- Also known as: Bird
- Born: 5 July 1987 (age 38) Ubon Ratchathani, Thailand
- Occupations: Guitar Performer, Guitarist
- Instruments: Matthias Dammann
- Members: Matthias Dammann
- Website: ekachaiguitarist.com

= Ekachai Jearakul =

Thai musician

Ekachai Jearakul (born 5 July 1987) is a Thai classical guitarist.

Ekachai studied guitar with Kiattipong Tangsakul at Yamaha Ubonratchatani at age 13. He moved to Bangkok in 2003 to study at the College of Music, Mahidol University, where he studied with Worakarn Saengsomboon, Dr.Paul Cesarczyk and many other fine teachers at the university. He was awarded a scholarship to study at the College of Music at Mahidol University where he majored in classical guitar.
 He later completed and graduated his bachelor's degree in Classical Guitar Performance with first class honors in 2010. Ekachai was able to earn a good living as a student by teaching guitar and in competitions, winning the 2008 Berlin International Guitar Competition.
During this time he attended numerous master classes where he met internationally renowned guitarists including Carlo Domeniconi, Álvaro Pierri, Scott Tennant, Shin-Ichi Fukuda, William Kanengiser, Pavel Steidl, Katona Twins and many others.

In late 2010, he received a scholarship to complete a master's degree in Classical Guitar Performance at the University Mozarteum in Salzburg, Austria with Professor Marco Tamayo.

He attended many competitions around the world in Europe, Asia and America.
Ekachai, representing Thailand in numerous classical guitar international competitions and concerts around the world with solo performances in Japan, China, South Korea, USA, France, Italy, United Kingdom, Russia and Greece. He played Joaquín Rodrigo's "Fantasia para un Gentilhombre" with Princess Galyani Vadhana Institute Orchestra conducted by Leo Phillips and with Thailand Philharmonic Orchestra in Bangkok, Thailand.
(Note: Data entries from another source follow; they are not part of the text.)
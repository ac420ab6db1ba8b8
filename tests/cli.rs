use assert_cmd::Command;
use predicates::prelude::*;
use std::fs;
use std::path::{Path, PathBuf};
use tempfile::TempDir;

const ENV_VARS: &[&str] = &[
    "ENCHLIMIT_LOG_LEVEL",
    "ENCHLIMIT_LOG_FORMAT",
    "ENCHLIMIT_STORE_PATH",
    "ENCHLIMIT_PERMISSION",
    "RUST_LOG",
];

/// Binary pointed at a config file inside `dir`
fn enchlimit(dir: &Path) -> Command {
    let mut cmd = Command::cargo_bin("enchlimit").unwrap();
    for var in ENV_VARS {
        cmd.env_remove(var);
    }
    cmd.arg("--config").arg(dir.join("config.toml"));
    cmd
}

fn limits_file(dir: &Path) -> PathBuf {
    dir.join("limits.toml")
}

#[test]
fn test_cli_version() {
    let mut cmd = Command::cargo_bin("enchlimit").unwrap();
    cmd.arg("--version")
        .assert()
        .success()
        .stdout(predicate::str::contains("enchlimit 0.1.0"));
}

#[test]
fn test_cli_help() {
    let mut cmd = Command::cargo_bin("enchlimit").unwrap();
    cmd.arg("--help")
        .assert()
        .success()
        .stdout(predicate::str::contains(
            "Enforce and configure per-enchantment level caps",
        ));
}

#[test]
fn test_cli_command_sets_limit() {
    let dir = TempDir::new().unwrap();

    enchlimit(dir.path())
        .args(["command", "sharpness", "2"])
        .assert()
        .success()
        .stdout(predicate::str::contains(
            "Enchantment limit for sharpness set to 2.",
        ));

    let content = fs::read_to_string(limits_file(dir.path())).unwrap();
    assert!(content.contains("[enchantment-limits]"));
    assert!(content.contains("sharpness = 2"));

    enchlimit(dir.path())
        .arg("limits")
        .assert()
        .success()
        .stdout(predicate::str::is_match(r"sharpness\s+2").unwrap());
}

#[test]
fn test_cli_command_negative_clears_limit() {
    let dir = TempDir::new().unwrap();

    enchlimit(dir.path())
        .args(["command", "looting", "1"])
        .assert()
        .success();
    enchlimit(dir.path())
        .args(["command", "looting", "-1"])
        .assert()
        .success()
        .stdout(predicate::str::contains(
            "Enchantment limit for looting set to -1.",
        ));

    enchlimit(dir.path())
        .arg("limits")
        .assert()
        .success()
        .stdout(predicate::str::contains("No enchantment limits configured."));
}

#[test]
fn test_cli_command_invalid_name() {
    let dir = TempDir::new().unwrap();

    enchlimit(dir.path())
        .args(["command", "sharpnes", "2"])
        .assert()
        .failure()
        .stdout(predicate::str::contains("Invalid enchantment name."));
    assert!(!limits_file(dir.path()).exists());
}

#[test]
fn test_cli_command_invalid_level() {
    let dir = TempDir::new().unwrap();

    enchlimit(dir.path())
        .args(["command", "sharpness", "max"])
        .assert()
        .failure()
        .stdout(predicate::str::contains("Invalid level. Must be a number."));
}

#[test]
fn test_cli_command_usage() {
    let dir = TempDir::new().unwrap();

    enchlimit(dir.path())
        .args(["command", "sharpness"])
        .assert()
        .failure()
        .stdout(predicate::str::contains(
            "Usage: /enchlimit <enchantment> <level>",
        ))
        .stdout(predicate::str::contains("Or: /enchlimit gui"));
}

#[test]
fn test_cli_command_gui_needs_player() {
    let dir = TempDir::new().unwrap();

    enchlimit(dir.path())
        .args(["command", "gui"])
        .assert()
        .failure()
        .stdout(predicate::str::contains(
            "This command can only be used by a player.",
        ));
}

#[test]
fn test_cli_catalog() {
    let dir = TempDir::new().unwrap();

    enchlimit(dir.path())
        .arg("catalog")
        .assert()
        .success()
        .stdout(predicate::str::contains("fire_aspect"))
        .stdout(predicate::str::contains("Fire Aspect"));
}

#[test]
fn test_cli_scan_prints_corrected_inventory() {
    let dir = TempDir::new().unwrap();
    enchlimit(dir.path())
        .args(["command", "sharpness", "2"])
        .assert()
        .success();

    let inventory = dir.path().join("inventory.json");
    fs::write(
        &inventory,
        r#"{
            "storage": [
                {"material": "DIAMOND_SWORD", "enchantments": [["sharpness", 4]]},
                {"material": "IRON_AXE", "enchantments": [["sharpness", 1], ["efficiency", 3]]}
            ]
        }"#,
    )
    .unwrap();

    enchlimit(dir.path())
        .arg("scan")
        .arg(&inventory)
        .assert()
        .success()
        .stdout(predicate::str::contains(
            "Enchantment Sharpness was capped at level 2.",
        ))
        .stdout(predicate::str::contains("You cannot have Sharpness on an axe!"))
        .stdout(predicate::str::contains("\"efficiency\""));
}

#[test]
fn test_cli_scan_write_updates_file() {
    let dir = TempDir::new().unwrap();
    enchlimit(dir.path())
        .args(["command", "mending", "0"])
        .assert()
        .success();

    let inventory = dir.path().join("inventory.json");
    fs::write(
        &inventory,
        r#"{"off_hand": {"material": "ELYTRA", "enchantments": [["mending", 1], ["unbreaking", 3]]}}"#,
    )
    .unwrap();

    enchlimit(dir.path())
        .arg("scan")
        .arg(&inventory)
        .arg("--write")
        .assert()
        .success()
        .stdout(predicate::str::contains("1 slot(s) corrected"));

    let content = fs::read_to_string(&inventory).unwrap();
    assert!(!content.contains("mending"));
    assert!(content.contains("unbreaking"));
}

#[test]
fn test_cli_scan_missing_file() {
    let dir = TempDir::new().unwrap();

    enchlimit(dir.path())
        .arg("scan")
        .arg(dir.path().join("nope.json"))
        .assert()
        .failure()
        .stderr(predicate::str::contains("Failed to read inventory"));
}

#[test]
fn test_cli_menu_sets_limit() {
    let dir = TempDir::new().unwrap();

    // Sharpness is entry 13 of the picker
    enchlimit(dir.path())
        .arg("menu")
        .write_stdin("13\n4\n")
        .assert()
        .success()
        .stdout(predicate::str::contains("== Select Level for Sharpness =="))
        .stdout(predicate::str::contains(
            "Enchantment limit for Sharpness set to 4.",
        ));

    let content = fs::read_to_string(limits_file(dir.path())).unwrap();
    assert!(content.contains("sharpness = 4"));
}

#[test]
fn test_cli_menu_quit_changes_nothing() {
    let dir = TempDir::new().unwrap();

    enchlimit(dir.path())
        .arg("menu")
        .write_stdin("13\nq\n")
        .assert()
        .success();
    assert!(!limits_file(dir.path()).exists());
}

#[test]
fn test_cli_invalid_config() {
    let dir = TempDir::new().unwrap();
    fs::write(dir.path().join("config.toml"), "[logging]\nformat = \"xml\"\n").unwrap();

    enchlimit(dir.path())
        .arg("limits")
        .assert()
        .failure()
        .stderr(predicate::str::contains("Invalid log format"));
}

#[test]
fn test_cli_custom_label_in_usage() {
    let dir = TempDir::new().unwrap();
    fs::write(
        dir.path().join("config.toml"),
        "[command]\nlabel = \"el\"\n",
    )
    .unwrap();

    enchlimit(dir.path())
        .args(["command"])
        .assert()
        .failure()
        .stdout(predicate::str::contains("Usage: /el <enchantment> <level>"));
}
He has performed as a soloist with the Dr. Sax Chamber Orchestra, the International Orchestra of Italy, the Seoul Philharmonic Orchestra, the Unity Philharmonic Orchestra, and the Ukraine Philharmonic Orchestra.

==Awards==
2010
- 3rd Prize of International Guitar Competition 2010 in Fiuggi Italy

2011
- 1st Prize in Luis Milan Competition 2011 in Spain

2014
- 1st Prize of the Guitar Foundation of America International Concert Artist Competition - June 25, 2014.